Tierschutz
Greenpeace stoppt illegale Treibnetzfischer im Mittelmeer
Die europäische Gemeinschaft brauchte sechs Jahre, um das Treibnetzverbot der Vereinten Nationen von 1992 zu akzeptieren und weitere vier Jahre, um es rechtsverbindlich zu machen. 2002 wurde das Gesetz umgesetzt. Greenpeace hatte bereits in den neunziger Jahren gegen diese Form der Fischerei mobil gemacht. Dennoch gehörten heute, 14 Jahre später, mehr als 400 Fischerboote zur illegalen Treibnetzflotte im Mittelmeer. Die Europäische Union sehe laut Greenpeace tatenlos zu.
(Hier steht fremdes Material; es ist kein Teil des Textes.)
//! First-party captures: SDK calls and form submissions.

use serde_json::Value;

use super::fields::{self, LocationFields, NameFields};
use super::strategy::{Identity, SourceStrategy, canonical_alias};
use crate::domain::{EventType, Payload};

const SDK_NAME: NameFields = NameFields {
    first: &["user.first_name", "first_name"],
    last: &["user.last_name", "last_name"],
    full: &["user.name", "user_name", "name", "customer.name"],
};

const SDK_EMAIL: &[&str] = &["user.email", "user_email", "email"];

const SDK_LOCATION: LocationFields = LocationFields {
    direct: &["user.location", "user_location", "location"],
    prefixes: &["user", "geo", ""],
};

/// Maps custom events sent through the embeddable SDK.
///
/// The SDK nests caller data under `properties` (and optionally
/// `metadata`); scalar entries of both are lifted into `event_data`.
#[derive(Debug, Clone, Copy, Default)]
pub struct SdkStrategy;

impl SourceStrategy for SdkStrategy {
    fn extract_identity(&self, payload: &Payload) -> Identity {
        Identity {
            name: fields::resolve_name(payload, &SDK_NAME),
            email: fields::first_text(payload, SDK_EMAIL),
        }
    }

    fn extract_location(&self, payload: &Payload) -> Option<String> {
        fields::resolve_location(payload, &SDK_LOCATION)
    }

    fn extract_domain_fields(&self, payload: &Payload) -> Payload {
        let mut out = Payload::new();
        fields::flatten_object_into(payload, "properties", &mut out);
        fields::flatten_object_into(payload, "metadata", &mut out);
        if !payload.contains_key("product_name") && !out.contains_key("product_name") {
            fields::put(
                &mut out,
                "product_name",
                fields::first_text(payload, &["product.name", "product"]),
            );
        }
        out
    }

    fn default_event_type(&self, raw_type: &str) -> EventType {
        canonical_alias(raw_type).unwrap_or(EventType::Custom)
    }
}

const FORM_NAME: NameFields = NameFields {
    first: &["first_name", "fields.first_name", "data.first_name"],
    last: &["last_name", "fields.last_name", "data.last_name"],
    full: &["name", "full_name", "your_name", "fields.name", "data.name"],
};

const FORM_EMAIL: &[&str] = &["email", "email_address", "fields.email", "data.email"];

const FORM_LOCATION: LocationFields = LocationFields {
    direct: &["location", "fields.location"],
    prefixes: &["", "fields", "data"],
};

/// Fallback label when a form submission names no form.
pub const UNNAMED_FORM: &str = "a form";

/// Maps captured form submissions.
#[derive(Debug, Clone, Copy, Default)]
pub struct FormStrategy;

impl SourceStrategy for FormStrategy {
    fn extract_identity(&self, payload: &Payload) -> Identity {
        Identity {
            name: fields::resolve_name(payload, &FORM_NAME),
            email: fields::first_text(payload, FORM_EMAIL),
        }
    }

    fn extract_location(&self, payload: &Payload) -> Option<String> {
        fields::resolve_location(payload, &FORM_LOCATION)
    }

    fn extract_domain_fields(&self, payload: &Payload) -> Payload {
        let mut out = Payload::new();
        let form_name = fields::first_text(payload, &["form_name", "form.name", "form_title", "form_id"])
            .unwrap_or_else(|| UNNAMED_FORM.to_string());
        out.insert("form_name".to_string(), Value::String(form_name));
        if let Some(Value::Object(submitted)) = fields::lookup(payload, "fields") {
            out.insert("field_count".to_string(), Value::from(submitted.len()));
        }
        out
    }

    fn default_event_type(&self, raw_type: &str) -> EventType {
        canonical_alias(raw_type).unwrap_or(EventType::FormSubmission)
    }
}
In den kilometerlangen Netzen verfingen sich jährlich tausende Schildkröten, Haie sowie Wale und Delfine. Die Tiere sterben als so genannter Beifang in diesen "Wänden des Todes". Da man diesen Beifang nicht verkaufen könne, werfen die Fischer die toten Tiere wieder ins Meer zurück. "Eine unglaubliche Verschwendung von Leben", so Thilo Maack. In den Sommermonaten legten die illegalen Fischer jede Nacht so viele Netze aus, dass sie das Mittelmeer damit einmal umspannen könnten.
Die "Rainbow Warrior" startete ihre Patrouillenfahrt Anfang der Woche in Genua. In den kommenden drei Monaten will Greenpeace mit der "Rainbow Warrior" die Zerstörung des Mittelmeeres dokumentieren und, wo es möglich ist, eingreifen. Zusammen mit dem Greenpeace-Schiff "Esperanza", das auf seiner 14monatigen Weltreise ebenfalls das Mittelmeer durchquert, werbe auch die "Rainbow Warrior" für die konsequente Ausweisung von Meeresschutzgebieten. Diese sollten mindestens 40 Prozent der Meere umfassen und besonders Laich- und Aufzuchtsgebiete von Speisefischarten, aber auch seltene Lebensräume unter strengen Schutz stellen. Ein Greenpeace-Schutzgebietsvorschlag für das Mittelmeer wurde in der vergangenen Woche in Genua der Öffentlichkeit präsentiert.